--- Material for this exercise Enclosed Below ---

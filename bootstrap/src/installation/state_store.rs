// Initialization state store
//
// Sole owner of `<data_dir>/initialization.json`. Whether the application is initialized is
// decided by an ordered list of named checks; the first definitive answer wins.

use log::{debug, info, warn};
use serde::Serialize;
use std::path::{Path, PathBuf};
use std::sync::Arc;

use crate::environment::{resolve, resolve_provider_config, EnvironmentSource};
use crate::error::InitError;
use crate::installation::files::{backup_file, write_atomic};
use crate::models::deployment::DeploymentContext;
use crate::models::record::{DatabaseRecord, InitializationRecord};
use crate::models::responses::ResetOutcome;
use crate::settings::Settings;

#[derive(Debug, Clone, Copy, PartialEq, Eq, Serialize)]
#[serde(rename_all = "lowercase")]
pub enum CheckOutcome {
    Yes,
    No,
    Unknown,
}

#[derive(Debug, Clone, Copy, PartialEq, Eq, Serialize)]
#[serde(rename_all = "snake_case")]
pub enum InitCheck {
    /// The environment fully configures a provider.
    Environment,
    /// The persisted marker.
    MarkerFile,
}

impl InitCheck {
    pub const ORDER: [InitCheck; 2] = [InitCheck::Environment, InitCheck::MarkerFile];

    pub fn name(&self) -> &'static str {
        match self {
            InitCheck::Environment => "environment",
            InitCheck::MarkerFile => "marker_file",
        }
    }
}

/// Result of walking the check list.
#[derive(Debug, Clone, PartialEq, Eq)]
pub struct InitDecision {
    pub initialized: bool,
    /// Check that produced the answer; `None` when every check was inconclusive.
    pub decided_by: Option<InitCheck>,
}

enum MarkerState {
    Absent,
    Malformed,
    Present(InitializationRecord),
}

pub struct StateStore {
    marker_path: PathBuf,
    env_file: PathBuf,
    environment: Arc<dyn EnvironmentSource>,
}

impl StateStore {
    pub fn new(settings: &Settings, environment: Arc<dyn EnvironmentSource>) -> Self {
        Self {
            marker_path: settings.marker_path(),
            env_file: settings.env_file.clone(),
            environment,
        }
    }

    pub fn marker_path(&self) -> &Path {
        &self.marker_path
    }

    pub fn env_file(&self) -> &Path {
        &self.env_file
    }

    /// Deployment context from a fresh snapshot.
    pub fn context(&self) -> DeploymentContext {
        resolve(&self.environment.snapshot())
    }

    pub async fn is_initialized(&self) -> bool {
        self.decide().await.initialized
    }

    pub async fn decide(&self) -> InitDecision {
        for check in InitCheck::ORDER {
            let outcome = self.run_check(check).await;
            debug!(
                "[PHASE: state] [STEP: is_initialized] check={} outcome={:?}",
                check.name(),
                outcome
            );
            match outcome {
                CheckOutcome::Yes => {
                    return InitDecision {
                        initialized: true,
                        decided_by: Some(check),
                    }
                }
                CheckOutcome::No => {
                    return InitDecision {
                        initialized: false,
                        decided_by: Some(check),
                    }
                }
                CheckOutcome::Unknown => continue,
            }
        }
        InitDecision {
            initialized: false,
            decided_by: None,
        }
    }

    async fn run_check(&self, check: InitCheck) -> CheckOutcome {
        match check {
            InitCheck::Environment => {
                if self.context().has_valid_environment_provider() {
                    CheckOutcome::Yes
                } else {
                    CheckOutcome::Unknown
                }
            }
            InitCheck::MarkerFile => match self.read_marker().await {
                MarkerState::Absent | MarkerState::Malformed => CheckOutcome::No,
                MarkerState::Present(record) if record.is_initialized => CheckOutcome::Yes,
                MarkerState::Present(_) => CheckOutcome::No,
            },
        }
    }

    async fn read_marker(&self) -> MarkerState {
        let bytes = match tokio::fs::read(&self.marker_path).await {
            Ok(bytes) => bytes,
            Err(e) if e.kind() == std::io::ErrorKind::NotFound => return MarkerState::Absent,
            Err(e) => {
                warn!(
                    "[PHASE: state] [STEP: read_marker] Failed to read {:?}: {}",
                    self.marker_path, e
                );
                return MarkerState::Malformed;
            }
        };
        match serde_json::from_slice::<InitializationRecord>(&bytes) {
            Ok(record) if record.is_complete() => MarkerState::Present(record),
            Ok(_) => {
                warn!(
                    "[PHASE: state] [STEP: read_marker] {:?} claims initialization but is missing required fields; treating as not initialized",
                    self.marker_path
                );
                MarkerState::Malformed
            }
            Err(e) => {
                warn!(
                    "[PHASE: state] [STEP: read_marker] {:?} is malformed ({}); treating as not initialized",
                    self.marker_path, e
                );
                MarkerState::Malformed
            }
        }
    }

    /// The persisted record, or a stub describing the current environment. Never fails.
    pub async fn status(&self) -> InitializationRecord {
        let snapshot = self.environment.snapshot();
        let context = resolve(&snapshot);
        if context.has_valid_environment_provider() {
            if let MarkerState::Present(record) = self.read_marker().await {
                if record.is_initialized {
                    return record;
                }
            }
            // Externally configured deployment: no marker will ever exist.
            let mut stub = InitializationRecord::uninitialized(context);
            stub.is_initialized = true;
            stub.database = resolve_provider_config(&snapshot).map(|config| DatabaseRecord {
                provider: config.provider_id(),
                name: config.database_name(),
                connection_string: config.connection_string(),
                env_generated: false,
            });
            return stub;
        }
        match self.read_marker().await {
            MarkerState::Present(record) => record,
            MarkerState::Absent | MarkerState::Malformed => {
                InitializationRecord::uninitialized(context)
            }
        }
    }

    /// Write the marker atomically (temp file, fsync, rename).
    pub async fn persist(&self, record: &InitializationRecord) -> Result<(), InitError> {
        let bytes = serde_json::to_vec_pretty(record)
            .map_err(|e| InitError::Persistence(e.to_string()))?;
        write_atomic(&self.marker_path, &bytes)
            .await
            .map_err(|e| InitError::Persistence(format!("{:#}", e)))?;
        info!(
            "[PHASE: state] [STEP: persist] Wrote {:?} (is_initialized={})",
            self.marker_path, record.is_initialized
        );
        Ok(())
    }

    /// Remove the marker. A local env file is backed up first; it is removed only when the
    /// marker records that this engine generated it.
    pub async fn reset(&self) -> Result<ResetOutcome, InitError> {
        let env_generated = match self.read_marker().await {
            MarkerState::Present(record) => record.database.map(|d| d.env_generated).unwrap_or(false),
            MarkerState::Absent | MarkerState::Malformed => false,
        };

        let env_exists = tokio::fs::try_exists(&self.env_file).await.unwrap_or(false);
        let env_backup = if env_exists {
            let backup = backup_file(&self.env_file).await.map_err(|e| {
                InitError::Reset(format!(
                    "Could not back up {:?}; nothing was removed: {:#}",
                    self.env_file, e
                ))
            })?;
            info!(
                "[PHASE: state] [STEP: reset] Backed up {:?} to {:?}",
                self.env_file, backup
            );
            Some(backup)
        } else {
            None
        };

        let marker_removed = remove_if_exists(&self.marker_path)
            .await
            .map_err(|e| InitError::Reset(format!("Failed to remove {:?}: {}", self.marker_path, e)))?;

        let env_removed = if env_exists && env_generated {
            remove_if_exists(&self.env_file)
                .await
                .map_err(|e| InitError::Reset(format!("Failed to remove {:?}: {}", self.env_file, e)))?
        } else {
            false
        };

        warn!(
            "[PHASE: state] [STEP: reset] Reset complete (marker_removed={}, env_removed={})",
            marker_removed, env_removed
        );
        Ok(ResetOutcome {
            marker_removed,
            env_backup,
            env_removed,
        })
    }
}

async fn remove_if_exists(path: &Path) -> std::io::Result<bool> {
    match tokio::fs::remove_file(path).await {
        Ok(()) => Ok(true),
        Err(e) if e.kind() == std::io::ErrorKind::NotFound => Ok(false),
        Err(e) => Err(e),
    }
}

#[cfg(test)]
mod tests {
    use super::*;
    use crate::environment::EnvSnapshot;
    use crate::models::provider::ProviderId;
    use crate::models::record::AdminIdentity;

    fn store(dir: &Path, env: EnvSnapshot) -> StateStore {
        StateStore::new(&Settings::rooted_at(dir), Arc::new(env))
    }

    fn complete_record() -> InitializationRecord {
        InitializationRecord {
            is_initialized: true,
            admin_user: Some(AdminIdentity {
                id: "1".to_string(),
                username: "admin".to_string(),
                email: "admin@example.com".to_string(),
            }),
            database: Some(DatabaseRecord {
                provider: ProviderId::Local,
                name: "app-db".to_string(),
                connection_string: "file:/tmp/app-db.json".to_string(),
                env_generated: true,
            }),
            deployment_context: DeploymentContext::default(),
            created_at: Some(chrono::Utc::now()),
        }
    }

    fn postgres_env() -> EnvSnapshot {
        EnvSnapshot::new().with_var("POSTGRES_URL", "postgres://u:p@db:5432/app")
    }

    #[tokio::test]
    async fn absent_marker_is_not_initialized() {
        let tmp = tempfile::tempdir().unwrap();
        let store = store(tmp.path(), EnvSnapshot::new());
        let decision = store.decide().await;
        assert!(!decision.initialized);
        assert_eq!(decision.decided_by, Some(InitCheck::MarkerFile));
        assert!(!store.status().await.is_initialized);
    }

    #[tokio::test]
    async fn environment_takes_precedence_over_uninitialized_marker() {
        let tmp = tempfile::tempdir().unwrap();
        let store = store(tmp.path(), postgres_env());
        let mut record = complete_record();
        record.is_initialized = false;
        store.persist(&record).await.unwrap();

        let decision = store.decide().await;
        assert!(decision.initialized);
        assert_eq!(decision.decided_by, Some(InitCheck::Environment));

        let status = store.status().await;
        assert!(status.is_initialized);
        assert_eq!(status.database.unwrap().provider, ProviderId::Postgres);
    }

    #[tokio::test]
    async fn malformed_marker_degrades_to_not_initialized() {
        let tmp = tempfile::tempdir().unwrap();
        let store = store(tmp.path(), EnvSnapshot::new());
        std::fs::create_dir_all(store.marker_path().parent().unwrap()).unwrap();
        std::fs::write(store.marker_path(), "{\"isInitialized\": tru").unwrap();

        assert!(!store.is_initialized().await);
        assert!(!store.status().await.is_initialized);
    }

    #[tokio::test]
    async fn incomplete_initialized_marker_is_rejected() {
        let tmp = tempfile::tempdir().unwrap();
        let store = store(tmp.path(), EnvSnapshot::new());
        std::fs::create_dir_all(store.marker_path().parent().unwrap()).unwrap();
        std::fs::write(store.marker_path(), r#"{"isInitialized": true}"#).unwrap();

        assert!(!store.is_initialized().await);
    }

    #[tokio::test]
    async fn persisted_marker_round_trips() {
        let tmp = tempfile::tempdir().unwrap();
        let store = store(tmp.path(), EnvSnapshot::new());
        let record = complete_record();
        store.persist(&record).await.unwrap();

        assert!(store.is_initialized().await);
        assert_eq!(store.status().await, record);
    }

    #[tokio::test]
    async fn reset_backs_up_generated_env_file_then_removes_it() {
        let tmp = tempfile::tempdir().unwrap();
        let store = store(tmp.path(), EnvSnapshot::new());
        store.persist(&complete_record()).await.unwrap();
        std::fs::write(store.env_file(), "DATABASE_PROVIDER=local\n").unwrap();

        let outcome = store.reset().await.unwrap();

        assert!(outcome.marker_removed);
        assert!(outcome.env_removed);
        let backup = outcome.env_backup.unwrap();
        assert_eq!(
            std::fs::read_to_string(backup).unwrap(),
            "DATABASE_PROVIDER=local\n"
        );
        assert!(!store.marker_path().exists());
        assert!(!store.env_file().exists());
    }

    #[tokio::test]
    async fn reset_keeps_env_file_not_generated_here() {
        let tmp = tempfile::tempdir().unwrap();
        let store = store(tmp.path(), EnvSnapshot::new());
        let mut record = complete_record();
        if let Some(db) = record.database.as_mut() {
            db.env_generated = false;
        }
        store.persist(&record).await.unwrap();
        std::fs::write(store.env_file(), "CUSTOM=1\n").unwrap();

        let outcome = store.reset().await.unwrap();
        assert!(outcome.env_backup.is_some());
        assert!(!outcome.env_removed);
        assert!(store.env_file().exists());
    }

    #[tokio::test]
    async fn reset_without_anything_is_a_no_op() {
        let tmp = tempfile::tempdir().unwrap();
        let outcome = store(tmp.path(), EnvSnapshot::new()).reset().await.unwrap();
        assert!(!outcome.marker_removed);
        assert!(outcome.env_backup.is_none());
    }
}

--- End of Enclosed Material for this exercise ---
--- Material for this exercise Enclosed Below ---

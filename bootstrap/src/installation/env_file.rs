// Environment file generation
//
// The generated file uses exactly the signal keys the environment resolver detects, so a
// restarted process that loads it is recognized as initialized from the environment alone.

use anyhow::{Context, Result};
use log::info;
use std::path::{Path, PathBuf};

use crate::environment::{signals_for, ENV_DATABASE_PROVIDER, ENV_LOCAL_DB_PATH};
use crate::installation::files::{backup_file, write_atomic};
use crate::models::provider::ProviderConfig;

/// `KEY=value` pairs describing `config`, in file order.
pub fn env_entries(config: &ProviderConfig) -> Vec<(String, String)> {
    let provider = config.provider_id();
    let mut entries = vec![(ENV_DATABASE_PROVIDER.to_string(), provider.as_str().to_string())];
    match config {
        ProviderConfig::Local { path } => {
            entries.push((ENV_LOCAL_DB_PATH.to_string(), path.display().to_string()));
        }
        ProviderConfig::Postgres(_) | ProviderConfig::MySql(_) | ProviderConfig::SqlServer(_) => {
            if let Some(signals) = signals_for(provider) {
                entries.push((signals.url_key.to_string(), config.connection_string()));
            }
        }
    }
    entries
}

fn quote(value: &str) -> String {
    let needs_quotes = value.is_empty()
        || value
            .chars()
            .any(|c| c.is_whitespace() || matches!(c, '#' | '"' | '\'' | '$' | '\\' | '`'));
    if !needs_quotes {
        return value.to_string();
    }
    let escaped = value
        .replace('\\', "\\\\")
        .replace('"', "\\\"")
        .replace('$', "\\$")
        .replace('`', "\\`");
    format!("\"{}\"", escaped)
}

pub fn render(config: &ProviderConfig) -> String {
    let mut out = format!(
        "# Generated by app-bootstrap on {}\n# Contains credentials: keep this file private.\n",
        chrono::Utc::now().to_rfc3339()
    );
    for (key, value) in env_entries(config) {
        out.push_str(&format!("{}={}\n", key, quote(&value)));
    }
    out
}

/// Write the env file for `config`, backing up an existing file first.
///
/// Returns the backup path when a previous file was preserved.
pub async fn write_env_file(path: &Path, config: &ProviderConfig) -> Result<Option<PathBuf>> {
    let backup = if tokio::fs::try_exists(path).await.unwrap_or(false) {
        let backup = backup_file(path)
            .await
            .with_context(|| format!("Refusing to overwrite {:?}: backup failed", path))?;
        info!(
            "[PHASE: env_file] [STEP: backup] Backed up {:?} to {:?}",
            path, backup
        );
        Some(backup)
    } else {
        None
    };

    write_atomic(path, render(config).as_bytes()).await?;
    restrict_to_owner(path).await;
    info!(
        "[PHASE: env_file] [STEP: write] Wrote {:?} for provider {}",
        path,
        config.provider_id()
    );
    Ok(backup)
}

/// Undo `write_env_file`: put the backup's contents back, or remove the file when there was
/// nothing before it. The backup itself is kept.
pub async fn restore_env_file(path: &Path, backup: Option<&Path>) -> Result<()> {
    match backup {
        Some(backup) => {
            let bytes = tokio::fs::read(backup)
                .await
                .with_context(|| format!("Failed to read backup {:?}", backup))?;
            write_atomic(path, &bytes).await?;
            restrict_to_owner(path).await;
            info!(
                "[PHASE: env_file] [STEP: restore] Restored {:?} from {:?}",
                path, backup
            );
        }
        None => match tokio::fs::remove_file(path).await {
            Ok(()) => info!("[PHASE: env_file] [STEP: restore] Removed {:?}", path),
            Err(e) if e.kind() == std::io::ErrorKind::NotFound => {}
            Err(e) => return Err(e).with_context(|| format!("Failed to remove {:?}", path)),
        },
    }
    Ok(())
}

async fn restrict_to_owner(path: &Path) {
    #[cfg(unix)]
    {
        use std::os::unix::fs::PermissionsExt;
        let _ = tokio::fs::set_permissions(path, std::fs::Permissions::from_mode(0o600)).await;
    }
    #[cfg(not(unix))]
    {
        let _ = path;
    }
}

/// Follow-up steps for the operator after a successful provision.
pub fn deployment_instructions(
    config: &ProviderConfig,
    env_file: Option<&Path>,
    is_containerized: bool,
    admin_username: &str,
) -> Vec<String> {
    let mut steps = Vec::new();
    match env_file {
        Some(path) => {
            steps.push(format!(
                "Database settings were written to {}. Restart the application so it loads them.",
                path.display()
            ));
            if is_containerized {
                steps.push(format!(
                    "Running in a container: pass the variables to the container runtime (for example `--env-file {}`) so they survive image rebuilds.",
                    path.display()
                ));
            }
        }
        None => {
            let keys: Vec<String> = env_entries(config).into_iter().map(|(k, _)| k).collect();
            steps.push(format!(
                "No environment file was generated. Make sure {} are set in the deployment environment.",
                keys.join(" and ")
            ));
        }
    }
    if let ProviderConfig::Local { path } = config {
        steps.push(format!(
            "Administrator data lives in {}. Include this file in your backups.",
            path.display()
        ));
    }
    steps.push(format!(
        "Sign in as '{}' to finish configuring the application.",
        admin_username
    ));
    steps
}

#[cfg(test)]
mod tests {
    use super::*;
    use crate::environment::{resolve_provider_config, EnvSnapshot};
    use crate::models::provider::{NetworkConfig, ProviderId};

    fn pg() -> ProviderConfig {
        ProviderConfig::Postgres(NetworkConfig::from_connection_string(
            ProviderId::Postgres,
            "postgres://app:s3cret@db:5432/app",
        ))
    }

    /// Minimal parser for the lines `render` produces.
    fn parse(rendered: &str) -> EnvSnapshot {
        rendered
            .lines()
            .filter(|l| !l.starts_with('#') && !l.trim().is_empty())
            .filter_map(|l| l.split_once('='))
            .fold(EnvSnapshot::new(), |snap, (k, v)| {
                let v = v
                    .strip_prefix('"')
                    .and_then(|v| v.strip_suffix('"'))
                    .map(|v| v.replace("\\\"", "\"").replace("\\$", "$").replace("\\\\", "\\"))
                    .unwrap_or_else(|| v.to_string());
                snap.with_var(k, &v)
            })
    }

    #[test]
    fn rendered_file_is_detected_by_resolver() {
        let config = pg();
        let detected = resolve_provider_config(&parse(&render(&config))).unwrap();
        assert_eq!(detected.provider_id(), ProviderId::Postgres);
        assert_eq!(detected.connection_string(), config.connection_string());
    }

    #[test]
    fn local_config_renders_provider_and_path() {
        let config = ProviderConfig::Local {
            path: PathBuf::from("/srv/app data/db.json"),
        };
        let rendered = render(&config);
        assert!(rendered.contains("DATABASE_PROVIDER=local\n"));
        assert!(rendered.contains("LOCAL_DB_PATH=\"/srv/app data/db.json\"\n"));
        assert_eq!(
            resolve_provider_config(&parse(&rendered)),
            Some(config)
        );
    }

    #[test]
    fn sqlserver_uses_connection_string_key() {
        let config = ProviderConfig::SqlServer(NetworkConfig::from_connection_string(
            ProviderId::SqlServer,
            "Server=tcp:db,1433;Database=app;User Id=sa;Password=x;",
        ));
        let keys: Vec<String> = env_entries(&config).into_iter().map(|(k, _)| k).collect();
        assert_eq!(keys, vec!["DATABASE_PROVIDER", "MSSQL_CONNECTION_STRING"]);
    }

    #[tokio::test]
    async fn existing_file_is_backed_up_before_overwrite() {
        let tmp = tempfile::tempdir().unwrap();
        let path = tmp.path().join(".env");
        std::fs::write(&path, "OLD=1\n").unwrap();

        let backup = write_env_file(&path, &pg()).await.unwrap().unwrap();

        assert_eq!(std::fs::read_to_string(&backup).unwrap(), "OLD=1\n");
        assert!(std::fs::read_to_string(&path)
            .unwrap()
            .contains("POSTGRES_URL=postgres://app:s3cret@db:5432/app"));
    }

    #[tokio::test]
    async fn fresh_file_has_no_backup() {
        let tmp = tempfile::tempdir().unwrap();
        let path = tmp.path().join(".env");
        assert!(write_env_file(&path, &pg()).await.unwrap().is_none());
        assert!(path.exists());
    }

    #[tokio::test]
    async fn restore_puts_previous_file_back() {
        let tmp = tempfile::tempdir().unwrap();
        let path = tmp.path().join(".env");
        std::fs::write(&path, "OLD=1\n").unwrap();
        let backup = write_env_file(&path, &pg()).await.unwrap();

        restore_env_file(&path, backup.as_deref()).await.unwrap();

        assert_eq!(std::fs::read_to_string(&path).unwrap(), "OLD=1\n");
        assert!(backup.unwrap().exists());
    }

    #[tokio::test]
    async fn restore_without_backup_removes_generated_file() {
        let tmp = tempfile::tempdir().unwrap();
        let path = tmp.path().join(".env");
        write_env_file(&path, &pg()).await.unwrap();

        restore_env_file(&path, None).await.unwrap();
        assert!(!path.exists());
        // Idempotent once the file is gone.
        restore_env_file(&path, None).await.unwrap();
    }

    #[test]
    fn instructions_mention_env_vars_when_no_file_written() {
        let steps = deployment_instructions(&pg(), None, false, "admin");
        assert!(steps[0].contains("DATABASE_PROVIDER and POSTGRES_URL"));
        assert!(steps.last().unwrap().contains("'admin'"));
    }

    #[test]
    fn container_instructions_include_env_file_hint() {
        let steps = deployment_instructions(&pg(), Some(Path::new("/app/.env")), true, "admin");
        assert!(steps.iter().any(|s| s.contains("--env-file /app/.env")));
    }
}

--- End of Enclosed Material for this exercise ---

Exercise directions
Report every line of the records that contains the word "replace".

Solved problem
        .replace('\\', "\\\\")
        .replace('"', "\\\"")
        .replace('$', "\\$")
        .replace('`', "\\`");
                    .map(|v| v.replace("\\\"", "\"").replace("\\$", "$").replace("\\\\", "\\"))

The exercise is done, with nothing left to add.